Every record should be written out again in full, with no character altered.

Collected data
━━━
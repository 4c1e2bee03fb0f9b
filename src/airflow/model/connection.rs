use serde::{Deserialize, Serialize};
use serde_json::{Map, Value};

pub const PASSWORD_MASK: &str = "xxxxxxxx";

/// An Airflow connection: the credentials and settings needed to reach an
/// external service.
///
/// `conn_id` is the external key (for example the suffix of an
/// `AIRFLOW_CONN_*` variable) and is never part of an encoded payload.
#[derive(Clone, PartialEq, Default)]
pub struct Connection {
    pub conn_id: String,
    pub conn_type: Option<String>,
    pub description: Option<String>,
    pub host: Option<String>,
    pub login: Option<String>,
    pub password: Option<String>,
    pub schema: Option<String>,
    pub port: Option<u16>,
    /// Type specific settings. An empty map means the connection has no extra.
    pub extra: Map<String, Value>,
}

impl Connection {
    pub fn new(conn_id: impl Into<String>, conn_type: impl Into<String>) -> Self {
        Connection {
            conn_id: conn_id.into(),
            conn_type: Some(conn_type.into()),
            ..Default::default()
        }
    }

    /// Copy of this connection that is safe to print.
    pub fn masked(&self) -> Self {
        Connection {
            password: self.password.as_ref().map(|_| PASSWORD_MASK.to_string()),
            ..self.clone()
        }
    }
}

impl std::fmt::Debug for Connection {
    fn fmt(&self, f: &mut std::fmt::Formatter<'_>) -> std::fmt::Result {
        f.debug_struct("Connection")
            .field("conn_id", &self.conn_id)
            .field("conn_type", &self.conn_type)
            .field("description", &self.description)
            .field("host", &self.host)
            .field("login", &self.login)
            .field("password", &self.password.as_ref().map(|_| "***redacted***"))
            .field("schema", &self.schema)
            .field("port", &self.port)
            .field("extra", &self.extra)
            .finish()
    }
}

/// Wire shape of the JSON form.
///
/// `port` and `extra` stay loosely typed here: the platform stores ports as
/// strings in some places and `extra` as a JSON encoded string in others.
#[derive(Debug, Clone, Default, Serialize, Deserialize)]
pub struct ConnectionPayload {
    #[serde(default, skip_serializing_if = "Option::is_none")]
    pub conn_type: Option<String>,
    #[serde(default, skip_serializing_if = "Option::is_none")]
    pub description: Option<String>,
    #[serde(default, skip_serializing_if = "Option::is_none")]
    pub host: Option<String>,
    #[serde(default, skip_serializing_if = "Option::is_none")]
    pub login: Option<String>,
    #[serde(default, skip_serializing_if = "Option::is_none")]
    pub password: Option<String>,
    #[serde(default, skip_serializing_if = "Option::is_none")]
    pub port: Option<Value>,
    #[serde(default, skip_serializing_if = "Option::is_none")]
    pub schema: Option<String>,
    #[serde(default, skip_serializing_if = "Option::is_none")]
    pub extra: Option<Value>,
}

impl From<&Connection> for ConnectionPayload {
    fn from(c: &Connection) -> Self {
        ConnectionPayload {
            conn_type: c.conn_type.clone(),
            description: c.description.clone(),
            host: c.host.clone(),
            login: c.login.clone(),
            password: c.password.clone(),
            port: c.port.map(Value::from),
            schema: c.schema.clone(),
            extra: if c.extra.is_empty() {
                None
            } else {
                Some(Value::Object(c.extra.clone()))
            },
        }
    }
}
━━━
**Answer space**
repository 4c1e2bee03fb0f9b
filename src/airflow/model/connection.rs
use serde::{Deserialize, Serialize};
use serde_json::{Map, Value};

pub const PASSWORD_MASK: &str = "xxxxxxxx";

/// An Airflow connection: the credentials and settings needed to reach an
/// external service.
///
/// `conn_id` is the external key (for example the suffix of an
/// `AIRFLOW_CONN_*` variable) and is never part of an encoded payload.
#[derive(Clone, PartialEq, Default)]
pub struct Connection {
    pub conn_id: String,
    pub conn_type: Option<String>,
    pub description: Option<String>,
    pub host: Option<String>,
    pub login: Option<String>,
    pub password: Option<String>,
    pub schema: Option<String>,
    pub port: Option<u16>,
    /// Type specific settings. An empty map means the connection has no extra.
    pub extra: Map<String, Value>,
}

impl Connection {
    pub fn new(conn_id: impl Into<String>, conn_type: impl Into<String>) -> Self {
        Connection {
            conn_id: conn_id.into(),
            conn_type: Some(conn_type.into()),
            ..Default::default()
        }
    }

    /// Copy of this connection that is safe to print.
    pub fn masked(&self) -> Self {
        Connection {
            password: self.password.as_ref().map(|_| PASSWORD_MASK.to_string()),
            ..self.clone()
        }
    }
}

impl std::fmt::Debug for Connection {
    fn fmt(&self, f: &mut std::fmt::Formatter<'_>) -> std::fmt::Result {
        f.debug_struct("Connection")
            .field("conn_id", &self.conn_id)
            .field("conn_type", &self.conn_type)
            .field("description", &self.description)
            .field("host", &self.host)
            .field("login", &self.login)
            .field("password", &self.password.as_ref().map(|_| "***redacted***"))
            .field("schema", &self.schema)
            .field("port", &self.port)
            .field("extra", &self.extra)
            .finish()
    }
}

/// Wire shape of the JSON form.
///
/// `port` and `extra` stay loosely typed here: the platform stores ports as
/// strings in some places and `extra` as a JSON encoded string in others.
#[derive(Debug, Clone, Default, Serialize, Deserialize)]
pub struct ConnectionPayload {
    #[serde(default, skip_serializing_if = "Option::is_none")]
    pub conn_type: Option<String>,
    #[serde(default, skip_serializing_if = "Option::is_none")]
    pub description: Option<String>,
    #[serde(default, skip_serializing_if = "Option::is_none")]
    pub host: Option<String>,
    #[serde(default, skip_serializing_if = "Option::is_none")]
    pub login: Option<String>,
    #[serde(default, skip_serializing_if = "Option::is_none")]
    pub password: Option<String>,
    #[serde(default, skip_serializing_if = "Option::is_none")]
    pub port: Option<Value>,
    #[serde(default, skip_serializing_if = "Option::is_none")]
    pub schema: Option<String>,
    #[serde(default, skip_serializing_if = "Option::is_none")]
    pub extra: Option<Value>,
}

impl From<&Connection> for ConnectionPayload {
    fn from(c: &Connection) -> Self {
        ConnectionPayload {
            conn_type: c.conn_type.clone(),
            description: c.description.clone(),
            host: c.host.clone(),
            login: c.login.clone(),
            password: c.password.clone(),
            port: c.port.map(Value::from),
            schema: c.schema.clone(),
            extra: if c.extra.is_empty() {
                None
            } else {
                Some(Value::Object(c.extra.clone()))
            },
        }
    }
}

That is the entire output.